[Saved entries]
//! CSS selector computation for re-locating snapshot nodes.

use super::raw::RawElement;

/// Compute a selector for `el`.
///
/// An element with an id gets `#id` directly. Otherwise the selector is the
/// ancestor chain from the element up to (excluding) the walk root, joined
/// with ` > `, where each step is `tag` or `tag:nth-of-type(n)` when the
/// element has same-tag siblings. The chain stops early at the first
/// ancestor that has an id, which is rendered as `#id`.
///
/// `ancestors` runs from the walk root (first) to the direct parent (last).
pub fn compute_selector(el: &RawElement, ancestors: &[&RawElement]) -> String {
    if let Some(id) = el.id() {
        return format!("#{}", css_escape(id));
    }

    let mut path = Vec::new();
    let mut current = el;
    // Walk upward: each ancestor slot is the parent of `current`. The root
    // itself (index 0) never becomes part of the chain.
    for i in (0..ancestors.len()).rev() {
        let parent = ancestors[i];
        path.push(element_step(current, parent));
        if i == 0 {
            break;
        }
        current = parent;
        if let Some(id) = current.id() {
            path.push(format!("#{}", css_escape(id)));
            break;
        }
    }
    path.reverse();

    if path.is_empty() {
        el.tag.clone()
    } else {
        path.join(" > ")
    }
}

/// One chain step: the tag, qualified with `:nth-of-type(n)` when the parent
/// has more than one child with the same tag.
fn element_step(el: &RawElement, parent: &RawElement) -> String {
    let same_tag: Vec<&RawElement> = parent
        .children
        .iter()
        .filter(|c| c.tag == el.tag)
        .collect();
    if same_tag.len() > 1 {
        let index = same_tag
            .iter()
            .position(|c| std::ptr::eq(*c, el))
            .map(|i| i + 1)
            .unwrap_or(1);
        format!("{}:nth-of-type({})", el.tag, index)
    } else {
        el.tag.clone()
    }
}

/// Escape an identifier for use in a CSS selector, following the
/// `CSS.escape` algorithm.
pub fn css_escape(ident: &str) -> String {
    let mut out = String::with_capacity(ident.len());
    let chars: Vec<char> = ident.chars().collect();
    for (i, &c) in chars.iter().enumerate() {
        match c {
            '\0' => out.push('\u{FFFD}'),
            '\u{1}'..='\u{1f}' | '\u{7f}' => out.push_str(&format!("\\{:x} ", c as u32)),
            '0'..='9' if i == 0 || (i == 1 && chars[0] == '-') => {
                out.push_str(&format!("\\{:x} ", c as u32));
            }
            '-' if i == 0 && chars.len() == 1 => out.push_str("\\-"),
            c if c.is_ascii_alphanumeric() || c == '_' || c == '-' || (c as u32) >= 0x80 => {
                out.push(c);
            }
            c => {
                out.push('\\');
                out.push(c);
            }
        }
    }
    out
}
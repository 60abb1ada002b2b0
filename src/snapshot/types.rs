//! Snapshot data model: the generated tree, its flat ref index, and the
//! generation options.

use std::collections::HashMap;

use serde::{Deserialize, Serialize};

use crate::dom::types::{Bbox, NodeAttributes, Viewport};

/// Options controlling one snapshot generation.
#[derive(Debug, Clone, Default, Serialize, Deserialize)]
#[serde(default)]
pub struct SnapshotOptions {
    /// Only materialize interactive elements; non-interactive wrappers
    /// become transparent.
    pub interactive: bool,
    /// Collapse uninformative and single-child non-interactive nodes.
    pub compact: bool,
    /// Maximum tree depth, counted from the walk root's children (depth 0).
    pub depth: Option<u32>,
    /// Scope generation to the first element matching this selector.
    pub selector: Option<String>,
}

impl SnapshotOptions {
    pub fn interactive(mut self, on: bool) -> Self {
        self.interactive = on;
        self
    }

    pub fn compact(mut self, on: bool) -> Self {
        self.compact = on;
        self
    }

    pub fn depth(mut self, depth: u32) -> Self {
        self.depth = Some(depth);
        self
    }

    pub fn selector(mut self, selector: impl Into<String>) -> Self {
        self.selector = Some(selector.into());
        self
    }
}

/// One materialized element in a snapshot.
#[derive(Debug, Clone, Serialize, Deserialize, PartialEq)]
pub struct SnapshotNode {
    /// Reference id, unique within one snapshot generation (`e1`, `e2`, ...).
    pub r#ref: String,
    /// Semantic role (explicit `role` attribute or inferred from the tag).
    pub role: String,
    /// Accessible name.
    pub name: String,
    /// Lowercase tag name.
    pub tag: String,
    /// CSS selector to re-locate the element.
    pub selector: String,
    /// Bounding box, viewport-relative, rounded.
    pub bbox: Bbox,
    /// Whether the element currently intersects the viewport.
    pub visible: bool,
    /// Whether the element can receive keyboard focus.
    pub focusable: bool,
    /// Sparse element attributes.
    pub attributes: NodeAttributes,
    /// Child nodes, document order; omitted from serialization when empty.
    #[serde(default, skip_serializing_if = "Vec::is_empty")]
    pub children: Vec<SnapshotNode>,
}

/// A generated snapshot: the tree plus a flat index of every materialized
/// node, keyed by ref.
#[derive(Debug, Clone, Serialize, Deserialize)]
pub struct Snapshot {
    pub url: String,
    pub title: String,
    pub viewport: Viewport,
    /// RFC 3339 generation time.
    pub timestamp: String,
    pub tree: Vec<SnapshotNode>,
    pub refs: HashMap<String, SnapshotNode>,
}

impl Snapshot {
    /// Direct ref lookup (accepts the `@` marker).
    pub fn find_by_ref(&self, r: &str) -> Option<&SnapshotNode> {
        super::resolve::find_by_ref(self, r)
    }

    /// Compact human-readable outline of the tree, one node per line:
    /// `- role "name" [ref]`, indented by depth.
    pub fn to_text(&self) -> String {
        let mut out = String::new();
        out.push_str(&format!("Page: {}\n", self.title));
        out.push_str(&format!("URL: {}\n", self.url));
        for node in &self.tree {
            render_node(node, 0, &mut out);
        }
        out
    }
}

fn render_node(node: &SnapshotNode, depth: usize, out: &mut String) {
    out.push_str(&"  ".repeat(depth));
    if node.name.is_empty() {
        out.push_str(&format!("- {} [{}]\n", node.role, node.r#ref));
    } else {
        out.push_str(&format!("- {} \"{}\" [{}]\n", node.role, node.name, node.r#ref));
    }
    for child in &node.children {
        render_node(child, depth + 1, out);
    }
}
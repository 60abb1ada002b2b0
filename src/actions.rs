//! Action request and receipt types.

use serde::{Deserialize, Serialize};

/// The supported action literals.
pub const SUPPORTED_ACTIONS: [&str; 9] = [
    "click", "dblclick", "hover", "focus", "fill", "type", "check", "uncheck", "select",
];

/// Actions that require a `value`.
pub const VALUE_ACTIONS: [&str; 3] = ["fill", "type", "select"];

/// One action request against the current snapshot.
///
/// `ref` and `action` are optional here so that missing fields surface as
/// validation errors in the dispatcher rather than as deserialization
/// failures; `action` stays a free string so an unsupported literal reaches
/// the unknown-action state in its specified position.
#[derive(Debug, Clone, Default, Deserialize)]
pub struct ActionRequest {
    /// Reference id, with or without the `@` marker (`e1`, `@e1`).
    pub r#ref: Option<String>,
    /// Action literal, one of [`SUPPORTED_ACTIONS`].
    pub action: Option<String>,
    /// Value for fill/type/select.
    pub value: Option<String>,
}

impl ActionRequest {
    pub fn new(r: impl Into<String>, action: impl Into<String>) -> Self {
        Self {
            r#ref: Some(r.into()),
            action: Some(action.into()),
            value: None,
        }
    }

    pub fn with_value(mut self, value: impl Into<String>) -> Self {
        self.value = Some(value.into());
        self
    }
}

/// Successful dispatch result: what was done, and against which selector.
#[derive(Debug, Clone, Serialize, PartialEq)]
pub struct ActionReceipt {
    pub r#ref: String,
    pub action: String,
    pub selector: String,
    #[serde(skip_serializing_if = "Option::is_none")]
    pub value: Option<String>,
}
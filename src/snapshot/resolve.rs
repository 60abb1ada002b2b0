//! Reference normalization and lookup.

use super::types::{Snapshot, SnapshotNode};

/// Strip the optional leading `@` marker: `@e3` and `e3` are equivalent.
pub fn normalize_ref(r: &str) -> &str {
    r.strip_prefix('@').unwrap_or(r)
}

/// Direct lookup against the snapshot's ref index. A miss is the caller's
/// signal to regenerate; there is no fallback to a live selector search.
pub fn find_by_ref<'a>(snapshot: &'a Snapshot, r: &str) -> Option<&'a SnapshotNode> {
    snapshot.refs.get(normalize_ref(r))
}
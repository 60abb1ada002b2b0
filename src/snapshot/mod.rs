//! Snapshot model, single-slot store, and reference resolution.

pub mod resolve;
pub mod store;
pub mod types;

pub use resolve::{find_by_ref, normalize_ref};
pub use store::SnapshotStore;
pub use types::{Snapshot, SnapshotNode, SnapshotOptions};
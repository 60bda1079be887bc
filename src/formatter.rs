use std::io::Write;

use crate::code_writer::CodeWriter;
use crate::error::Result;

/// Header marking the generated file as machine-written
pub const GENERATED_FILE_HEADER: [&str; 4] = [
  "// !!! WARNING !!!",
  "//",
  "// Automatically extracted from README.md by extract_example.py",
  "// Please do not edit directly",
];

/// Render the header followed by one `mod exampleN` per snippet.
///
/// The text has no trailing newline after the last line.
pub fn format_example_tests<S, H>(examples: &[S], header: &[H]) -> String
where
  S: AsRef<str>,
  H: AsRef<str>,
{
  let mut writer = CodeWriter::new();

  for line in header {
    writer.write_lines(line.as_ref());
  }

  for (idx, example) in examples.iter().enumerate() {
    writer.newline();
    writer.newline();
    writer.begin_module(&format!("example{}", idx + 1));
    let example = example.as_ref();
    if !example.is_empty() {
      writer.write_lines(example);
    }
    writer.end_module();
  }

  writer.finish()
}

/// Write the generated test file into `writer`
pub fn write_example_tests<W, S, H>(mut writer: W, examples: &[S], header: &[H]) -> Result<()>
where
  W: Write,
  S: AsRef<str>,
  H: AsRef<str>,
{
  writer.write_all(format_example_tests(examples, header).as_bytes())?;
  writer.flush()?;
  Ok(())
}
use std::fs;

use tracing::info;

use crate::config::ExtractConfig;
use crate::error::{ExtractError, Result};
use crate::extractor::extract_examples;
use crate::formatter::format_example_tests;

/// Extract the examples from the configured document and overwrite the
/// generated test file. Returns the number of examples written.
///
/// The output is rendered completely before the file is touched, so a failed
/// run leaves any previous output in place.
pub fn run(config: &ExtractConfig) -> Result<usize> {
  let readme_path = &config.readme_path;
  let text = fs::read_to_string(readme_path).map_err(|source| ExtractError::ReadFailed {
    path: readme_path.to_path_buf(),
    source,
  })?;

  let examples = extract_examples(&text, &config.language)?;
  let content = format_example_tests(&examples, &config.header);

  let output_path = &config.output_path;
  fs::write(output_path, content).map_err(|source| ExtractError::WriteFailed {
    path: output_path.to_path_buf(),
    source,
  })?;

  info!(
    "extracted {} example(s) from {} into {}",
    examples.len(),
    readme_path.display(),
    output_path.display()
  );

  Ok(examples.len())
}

Task prompt>
Could you retype exactly the lines from the first one of the records through the line containing "if let Some(id) = el.id()", both included, and nothing more?

Task solution>
//! CSS selector computation for re-locating snapshot nodes.

use super::raw::RawElement;

/// Compute a selector for `el`.
///
/// An element with an id gets `#id` directly. Otherwise the selector is the
/// ancestor chain from the element up to (excluding) the walk root, joined
/// with ` > `, where each step is `tag` or `tag:nth-of-type(n)` when the
/// element has same-tag siblings. The chain stops early at the first
/// ancestor that has an id, which is rendered as `#id`.
///
/// `ancestors` runs from the walk root (first) to the direct parent (last).
pub fn compute_selector(el: &RawElement, ancestors: &[&RawElement]) -> String {
    if let Some(id) = el.id() {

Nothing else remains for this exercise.